Je n'ai pas visité cette exposition car j'étais au Brésil (et je le suis encore aujourd'hui). Mais les organisatrices de Wisewomen et Artistes en exil ont partagé quelques photos avec moi.
​Elles ont sélectionné un de mes dessins, qui fait partie d'une série créée l'année précédente. Je dessine exactement comment je dessinais dans mon enfance : les mêmes proportions de corps et la même perspective. Ce dessin est issu de la série intitulée Paraqcha ha, dans laquelle je représente tant de mauvaises femmes tirées de mon imagination.
​Vous avez été sacrée chevalier des arts et des lettres. Qu’est-ce que cela signifie pour vous ?
Quand j'ai reçu ce titre d'Audrey Azulay, la Ministre de la Culture à ce moment-là, je ne connaissais pas cette distinction. Mais je me rappelle avoir vite appelé ma mère pour lui annoncer cette bonne nouvelle. Elle m'a demandé ce que cela signifiait. Je lui ai répondu que c'était un prix remis aux personnes courageuses. En France, la Ministre de la Culture était une femme, elle m'a honoré pour cela.

Quels sont vos prochains projets d'exposition ?
J'ai tellement de projets ! Voici plusieurs projets sur lesquels je travaille en parallèle.
Performance, basée sur trois génération :
La première génération est celle de ma grand-mère que j’ai connue très peu de temps lorsque j’avais 7 ans alors qu’elle venait nous voir suite à la perte de son mari malade et juste après que son fils unique ait été tué sous une bombe russe pendant la guerre soviétique. Ma grand-mère s’appelle Amaanat, ce qui signifie « te faire confiance ». Son histoire dramatique est celle de nombreuses autres femmes afghanes de son époque et des suivantes. Elle a perdu sa mère alors qu’elle était encore enfant, elle vit avec quatre grands frères, son père travaille et elle est seule à supporter sa vie tragique. Étant une pauvre orpheline, elle a vu toutes les formes de violence possibles. Elle n’avait personne pour la défendre. Par personne, je veux dire ni une « mère », ni une « sœur » ou tout autre « femme ». Elle était entourée d’une extrême violence patriarcale. Elle a subi viol, inceste, violence psychologique et physique dans sa vie quotidienne... Au fil du temps et vivant cette vie, elle est devenue une femme hystérique, voire inextricable, au point que tous les villageois attendaient sa mort.

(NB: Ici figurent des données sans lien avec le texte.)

//! Change notifications for data frames.

use std::sync::Arc;
use std::sync::Mutex;
use std::sync::PoisonError;
use std::sync::Weak;

/// The kinds of event a listener can subscribe to.
#[derive(Debug, Clone, Copy, PartialEq, Eq, Hash)]
pub enum EventKind {
    /// New data became readable.
    Resolve,
    /// The row count changed.
    NumRowsChange,
}

/// An advisory notification. Consumers re-read state; payloads are hints.
#[derive(Debug, Clone, PartialEq, Eq)]
pub enum FrameEvent {
    /// New data became readable; pending cells may now resolve.
    Resolve,
    /// The row count changed; layouts must be recomputed.
    NumRowsChange {
        /// The new row count.
        num_rows: usize,
    },
}

impl FrameEvent {
    /// Returns the kind of this event.
    pub fn kind(&self) -> EventKind {
        match self {
            FrameEvent::Resolve => EventKind::Resolve,
            FrameEvent::NumRowsChange { .. } => EventKind::NumRowsChange,
        }
    }
}

type Listener = Arc<dyn Fn(&FrameEvent) + Send + Sync>;

#[derive(Default)]
struct EventBusInner {
    next_id: u64,
    listeners: Vec<(u64, EventKind, Listener)>,
}

/// A typed observer list per event kind.
///
/// Cheap to clone; clones share listeners. Listeners run synchronously on
/// the emitting task, outside the internal lock, so a listener may
/// subscribe, unsubscribe or emit.
///
/// # Example
///
/// ```
/// use std::sync::Arc;
/// use std::sync::atomic::{AtomicUsize, Ordering};
/// use lazygrid_lib::frame::{EventBus, EventKind, FrameEvent};
///
/// let bus = EventBus::new();
/// let seen = Arc::new(AtomicUsize::new(0));
/// let counter = Arc::clone(&seen);
/// let subscription = bus.subscribe(EventKind::Resolve, move |_| {
///     counter.fetch_add(1, Ordering::SeqCst);
/// });
///
/// bus.emit(&FrameEvent::Resolve);
/// drop(subscription);
/// bus.emit(&FrameEvent::Resolve);
/// assert_eq!(seen.load(Ordering::SeqCst), 1);
/// ```
#[derive(Clone, Default)]
pub struct EventBus {
    inner: Arc<Mutex<EventBusInner>>,
}

impl EventBus {
    /// Creates a bus with no listeners.
    pub fn new() -> Self {
        Self::default()
    }

    /// Registers a listener for one kind of event.
    ///
    /// The listener stays registered until the returned [`Subscription`] is
    /// dropped or [`unsubscribed`](Subscription::unsubscribe).
    pub fn subscribe<F>(&self, kind: EventKind, listener: F) -> Subscription
    where
        F: Fn(&FrameEvent) + Send + Sync + 'static,
    {
        let mut inner = self.inner.lock().unwrap_or_else(PoisonError::into_inner);
        let id = inner.next_id;
        inner.next_id += 1;
        inner.listeners.push((id, kind, Arc::new(listener)));
        Subscription {
            id,
            bus: Arc::downgrade(&self.inner),
        }
    }

    /// Registers one listener for every kind of event.
    pub fn subscribe_all<F>(&self, listener: F) -> Vec<Subscription>
    where
        F: Fn(&FrameEvent) + Send + Sync + 'static,
    {
        let listener: Listener = Arc::new(listener);
        [EventKind::Resolve, EventKind::NumRowsChange]
            .into_iter()
            .map(|kind| {
                let listener = Arc::clone(&listener);
                self.subscribe(kind, move |event| listener(event))
            })
            .collect()
    }

    /// Dispatches an event to the listeners of its kind.
    pub fn emit(&self, event: &FrameEvent) {
        let kind = event.kind();
        let listeners: Vec<Listener> = {
            let inner = self.inner.lock().unwrap_or_else(PoisonError::into_inner);
            inner
                .listeners
                .iter()
                .filter(|(_, k, _)| *k == kind)
                .map(|(_, _, l)| Arc::clone(l))
                .collect()
        };
        for listener in listeners {
            listener(event);
        }
    }

    /// Returns the number of registered listeners.
    pub fn listener_count(&self) -> usize {
        self.inner
            .lock()
            .unwrap_or_else(PoisonError::into_inner)
            .listeners
            .len()
    }
}

impl std::fmt::Debug for EventBus {
    fn fmt(&self, f: &mut std::fmt::Formatter<'_>) -> std::fmt::Result {
        f.debug_struct("EventBus")
            .field("listeners", &self.listener_count())
            .finish()
    }
}

/// Handle to a registered listener. Unsubscribes on drop.
#[must_use = "dropping a Subscription unsubscribes the listener"]
#[derive(Debug)]
pub struct Subscription {
    id: u64,
    bus: Weak<Mutex<EventBusInner>>,
}

impl Subscription {
    /// Removes the listener now.
    pub fn unsubscribe(self) {
        drop(self);
    }

    fn remove(&self) {
        if let Some(bus) = self.bus.upgrade() {
            let mut inner = bus.lock().unwrap_or_else(PoisonError::into_inner);
            inner.listeners.retain(|(id, _, _)| *id != self.id);
        }
    }
}

impl Drop for Subscription {
    fn drop(&mut self) {
        self.remove();
    }
}

/// Forwards every event of `from` to `to`.
///
/// Wrapper frames use this to re-announce their inner frame's events.
pub(crate) fn forward(from: &EventBus, to: &EventBus) -> Vec<Subscription> {
    let to = to.clone();
    from.subscribe_all(move |event| to.emit(event))
}

#[cfg(test)]
mod tests {
    use std::sync::atomic::AtomicUsize;
    use std::sync::atomic::Ordering;

    use super::*;

    #[test]
    fn test_kinds_are_separate() {
        let bus = EventBus::new();
        let resolves = Arc::new(AtomicUsize::new(0));
        let counter = Arc::clone(&resolves);
        let _sub = bus.subscribe(EventKind::Resolve, move |_| {
            counter.fetch_add(1, Ordering::SeqCst);
        });

        bus.emit(&FrameEvent::NumRowsChange { num_rows: 3 });
        bus.emit(&FrameEvent::Resolve);
        assert_eq!(resolves.load(Ordering::SeqCst), 1);
    }

    #[test]
    fn test_unsubscribe() {
        let bus = EventBus::new();
        let sub = bus.subscribe(EventKind::Resolve, |_| {});
        assert_eq!(bus.listener_count(), 1);
        sub.unsubscribe();
        assert_eq!(bus.listener_count(), 0);
    }

    #[test]
    fn test_listener_may_unsubscribe_others() {
        let bus = EventBus::new();
        let slot: Arc<Mutex<Option<Subscription>>> = Arc::new(Mutex::new(None));
        let inner_slot = Arc::clone(&slot);
        let _outer = bus.subscribe(EventKind::Resolve, move |_| {
            inner_slot.lock().unwrap().take();
        });
        *slot.lock().unwrap() = Some(bus.subscribe(EventKind::Resolve, |_| {}));

        bus.emit(&FrameEvent::Resolve);
        assert_eq!(bus.listener_count(), 1);
    }

    #[test]
    fn test_poisoned_bus_keeps_working() {
        let bus = EventBus::new();
        let resolves = Arc::new(AtomicUsize::new(0));
        let counter = Arc::clone(&resolves);
        let _sub = bus.subscribe(EventKind::Resolve, move |_| {
            counter.fetch_add(1, Ordering::SeqCst);
        });

        let inner = Arc::clone(&bus.inner);
        let panicked = std::thread::spawn(move || {
            let _guard = inner.lock().unwrap();
            panic!("listener registry poisoned");
        })
        .join();
        assert!(panicked.is_err());
        assert!(bus.inner.is_poisoned());

        assert_eq!(bus.listener_count(), 1);
        bus.emit(&FrameEvent::Resolve);
        assert_eq!(resolves.load(Ordering::SeqCst), 1);
    }

    #[test]
    fn test_forward() {
        let inner = EventBus::new();
        let outer = EventBus::new();
        let _forwarding = forward(&inner, &outer);

        let seen = Arc::new(Mutex::new(Vec::new()));
        let sink = Arc::clone(&seen);
        let _subs = outer.subscribe_all(move |event| sink.lock().unwrap().push(event.clone()));

        inner.emit(&FrameEvent::NumRowsChange { num_rows: 7 });
        inner.emit(&FrameEvent::Resolve);
        assert_eq!(
            *seen.lock().unwrap(),
            vec![FrameEvent::NumRowsChange { num_rows: 7 }, FrameEvent::Resolve]
        );
    }
}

La deuxième génération est celle de ma mère qui est une femme silencieuse. Elle découvre et pense qu’elle ne vit pas la vie exacte qu’une femme afghane devrait vivre. Elle vit dans la peur, la culpabilité, les violences psychologiques et physiques, alors que tout provient de sa propre culpabilité. Elle est reconnaissante à Dieu qu’un mari soit sur sa tête, quelle que soit sa condition. C’est une femme satisfaite sans aucun bonheur, mais avec une culpabilité et une tristesse inconnue, voire de la colère. C’est une femme passive, heureuse d’avoir dix enfants et car c’est grâce à cela que mon père la nourrit. Mais mon père afghan typique était extrême et contrôlait ma mère sur tous les aspects de sa vie. Elle a également été frappée et harcelée sexuellement régulièrement.
La troisième génération est la mienne, avec tous les atavismes reçus de ma mère silencieuse et de ma grand-mère hystérique. J’ai grandi dans l’inégalité extrême entre mes quatre frères et mes cinq sœurs. Je suis d’une génération qui pouvait difficilement aller à l’école, mais qui est ambitieuse. On ne peut pas dire pour autant que j’ai été moins violée que ma mère et ma grand-mère. Je pouvais aller à l’école et vivre une partie de ma vie différemment des deux générations précédentes, ce qui me donnait la possibilité de rêver plus grand, même les rêves impossibles de mon enfance. Personne ne m’a dit que j’étais un être humain et que j’avais le droit de me poser des questions, la peur et la culpabilité étaient plus fortes et plus évidentes, de façon à ce que je grandisse avec. Je me suis permis de rêver en silence de devenir une artiste un jour dans ce contexte même si cela me semblait impossible, mais c’était une bonne raison de marcher dans cette direction, lentement mais surement.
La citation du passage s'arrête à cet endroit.